Chemists aren’t unique among scientists in displaying a certain antipathy to ‘outsiders’ deigning to dismantle their cherished fables. But at face value, it seems odd that a group who recognize a culture of expertise and value facts should resist the authority of those who actually go back to the sources and examine the past. Why should this be? In part, it merely reflects the strong Whiggish streak that infuses science, according to which the purpose of history is not to understand the past so much as to explain how we got to the present. This attitude, says Morris, is evident in the way that many chemist-historians will accept only the chemical literature as the authoritative text on history – not the secondary literature that contextualizes such (highly stylized) accounts, not the social, political or economic setting. And while for historians it is often highly revealing to examine what past scientists got wrong, for scientists those are just discredited ideas and therefore so much rubbish to be swept aside.
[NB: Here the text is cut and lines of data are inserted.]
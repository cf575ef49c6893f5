//! Event-journal ingestion
//!
//! Stand-in for the host indexing runtime: reads an NDJSON journal of
//! event envelopes, partitions it per chain, and drives one task per
//! chain that applies events strictly in journal order. Each handler runs
//! to completion before the next event of the same chain is dispatched;
//! chains proceed independently of each other.

use crate::context::HandlerContext;
use crate::handlers;
use parking_lot::Mutex;
use serde::{Deserialize, Serialize};
use std::collections::BTreeMap;
use std::path::Path;
use std::sync::Arc;
use thiserror::Error;
use tokio::task::JoinSet;
use tracing::{error, info, warn};
use ulnwatch_core::events::{BlockCtx, Event};
use ulnwatch_core::ids::ChainId;

/// Ingestion errors
#[derive(Debug, Error)]
pub enum IngestError {
    #[error("io error: {0}")]
    Io(#[from] std::io::Error),
    #[error("chain task failed: {0}")]
    Join(#[from] tokio::task::JoinError),
}

/// One journal line: block coordinates plus the event payload.
#[derive(Clone, Debug, Serialize, Deserialize, PartialEq, Eq)]
pub struct EventEnvelope {
    pub chain_id: ChainId,
    pub block_number: u64,
    pub block_timestamp: u64,
    pub log_index: u32,
    pub transaction_hash: String,
    #[serde(flatten)]
    pub event: Event,
}

impl EventEnvelope {
    pub fn block_ctx(&self) -> BlockCtx {
        BlockCtx {
            chain_id: self.chain_id,
            block_number: self.block_number,
            block_timestamp: self.block_timestamp,
            log_index: self.log_index,
            transaction_hash: self.transaction_hash.clone(),
        }
    }
}

/// Counters reported after a run.
#[derive(Clone, Debug, Default)]
pub struct IngestStats {
    pub applied: u64,
    pub parse_skipped: u64,
    pub failed_chains: u64,
}

/// Ingest a journal file to completion.
pub async fn run_journal(
    ctx: Arc<HandlerContext>,
    path: impl AsRef<Path>,
) -> Result<IngestStats, IngestError> {
    let raw = tokio::fs::read_to_string(path).await?;
    let mut stats = IngestStats::default();

    let mut per_chain: BTreeMap<ChainId, Vec<EventEnvelope>> = BTreeMap::new();
    for (index, line) in raw.lines().enumerate() {
        if line.trim().is_empty() {
            continue;
        }
        match serde_json::from_str::<EventEnvelope>(line) {
            Ok(envelope) => per_chain
                .entry(envelope.chain_id)
                .or_default()
                .push(envelope),
            Err(e) => {
                warn!(
                    kind = "invalid_input",
                    line = index + 1,
                    error = %e,
                    "journal line does not parse; skipping"
                );
                stats.parse_skipped += 1;
            }
        }
    }

    let chain_count = per_chain.len();
    let shared = Arc::new(Mutex::new(stats));
    let mut tasks = JoinSet::new();
    for (chain_id, envelopes) in per_chain {
        let ctx = ctx.clone();
        let shared = shared.clone();
        tasks.spawn(async move {
            run_chain(ctx, chain_id, envelopes, shared).await;
        });
    }
    while let Some(result) = tasks.join_next().await {
        result?;
    }

    let stats = shared.lock().clone();
    info!(
        chains = chain_count,
        applied = stats.applied,
        parse_skipped = stats.parse_skipped,
        failed_chains = stats.failed_chains,
        "journal ingestion finished"
    );
    Ok(stats)
}

/// Apply one chain's events in order. A handler error is fatal for this
/// chain only.
async fn run_chain(
    ctx: Arc<HandlerContext>,
    chain_id: ChainId,
    envelopes: Vec<EventEnvelope>,
    stats: Arc<Mutex<IngestStats>>,
) {
    let mut last: Option<(u64, u32)> = None;
    for envelope in envelopes {
        let coord = (envelope.block_number, envelope.log_index);
        if let Some(prev) = last {
            if coord < prev {
                warn!(
                    chain_id,
                    block = coord.0,
                    log_index = coord.1,
                    "journal order regressed; applying as delivered"
                );
            }
        }
        last = Some(coord);

        let block = envelope.block_ctx();
        match handlers::apply_event(&ctx, &block, &envelope.event).await {
            Ok(()) => stats.lock().applied += 1,
            Err(e) => {
                error!(
                    kind = "fatal",
                    chain_id,
                    event = envelope.event.kind(),
                    event_id = %block.event_id(),
                    error = %e,
                    "handler aborted; stopping chain task"
                );
                stats.lock().failed_chains += 1;
                return;
            }
        }
    }
}

#[cfg(test)]
mod tests {
    use super::*;
    use crate::catalog::ChainCatalog;
    use crate::storage::Storage;
    use std::io::Write;
    use tempfile::tempdir;
    use ulnwatch_core::classifier::LibraryRegistry;

    const TRACKED_LIB: &str = "0x1111111111111111111111111111111111111111";
    const OAPP: &str = "0xabc0000000000000000000000000000000000123";

    fn test_ctx(dir: &std::path::Path) -> Arc<HandlerContext> {
        let storage = Arc::new(Storage::open(dir.join("db")).unwrap());
        let mut registry = LibraryRegistry::empty();
        registry.set_tracked(1, TRACKED_LIB).unwrap();
        Arc::new(HandlerContext::new(
            storage,
            registry,
            Arc::new(ChainCatalog::empty()),
        ))
    }

    #[tokio::test]
    async fn test_journal_round_trip() {
        let dir = tempdir().unwrap();
        let journal_path = dir.path().join("journal.ndjson");
        let mut file = std::fs::File::create(&journal_path).unwrap();

        let lines = [
            format!(
                r#"{{"chain_id":1,"block_number":100,"block_timestamp":1700000000,"log_index":0,"transaction_hash":"0x01","kind":"DefaultReceiveLibrarySet","eid":30101,"new_lib":"{TRACKED_LIB}"}}"#
            ),
            "not json at all".to_string(),
            format!(
                r#"{{"chain_id":1,"block_number":101,"block_timestamp":1700000012,"log_index":3,"transaction_hash":"0x02","kind":"ReceiveLibrarySet","receiver":"{OAPP}","eid":30101,"new_lib":"{TRACKED_LIB}"}}"#
            ),
        ];
        for line in &lines {
            writeln!(file, "{line}").unwrap();
        }
        drop(file);

        let ctx = test_ctx(dir.path());
        let stats = run_journal(ctx.clone(), &journal_path).await.unwrap();
        assert_eq!(stats.applied, 2);
        assert_eq!(stats.parse_skipped, 1);
        assert_eq!(stats.failed_chains, 0);

        // The override handler resolved the route
        let config = ctx
            .storage()
            .get_security_config(&format!("1_{OAPP}_30101"))
            .unwrap()
            .unwrap();
        assert_eq!(config.resolved.receive_library.as_deref(), Some(TRACKED_LIB));
    }

    #[test]
    fn test_envelope_round_trip() {
        let envelope = EventEnvelope {
            chain_id: 1,
            block_number: 100,
            block_timestamp: 1_700_000_000,
            log_index: 2,
            transaction_hash: "0xabc".to_string(),
            event: Event::DefaultReceiveLibrarySet {
                eid: 30101,
                new_lib: TRACKED_LIB.to_string(),
            },
        };
        let json = serde_json::to_string(&envelope).unwrap();
        assert_eq!(
            serde_json::from_str::<EventEnvelope>(&json).unwrap(),
            envelope
        );
    }
}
But, as Morris stresses, not all chemist-historians think this way, and what sometimes hinders them is simply a lack of historical training: of how to assemble a sound historical argument. The trouble is, they may not be interested in acquiring it. “Many chemists, although by no means all, are loathe to take instruction from historians, whom they perceive as being non-chemists”, he says. They might write jargon-strewn, ploddingly chronological papers with no thesis or argument, and refuse to alter a word on the advice of historians. That kind of intellectual arrogance will only widen the divide.

Morris expresses optimism that “with good will and mutual understanding” the breach can be healed. Let’s hope so, because every chemistry student can benefit from some understanding of their subject’s evolution, and they deserve more than comforting myths.

1. P. J. T. Morris, Ambix 59,189-96 (2012).
2. P. J. Ramberg, Ambix 47, 170-195 (2000).

1 comment:

  1. And you never mentioned Marxist-Feminism once?

    “He who controls the past controls the future. He who controls the present controls the past.”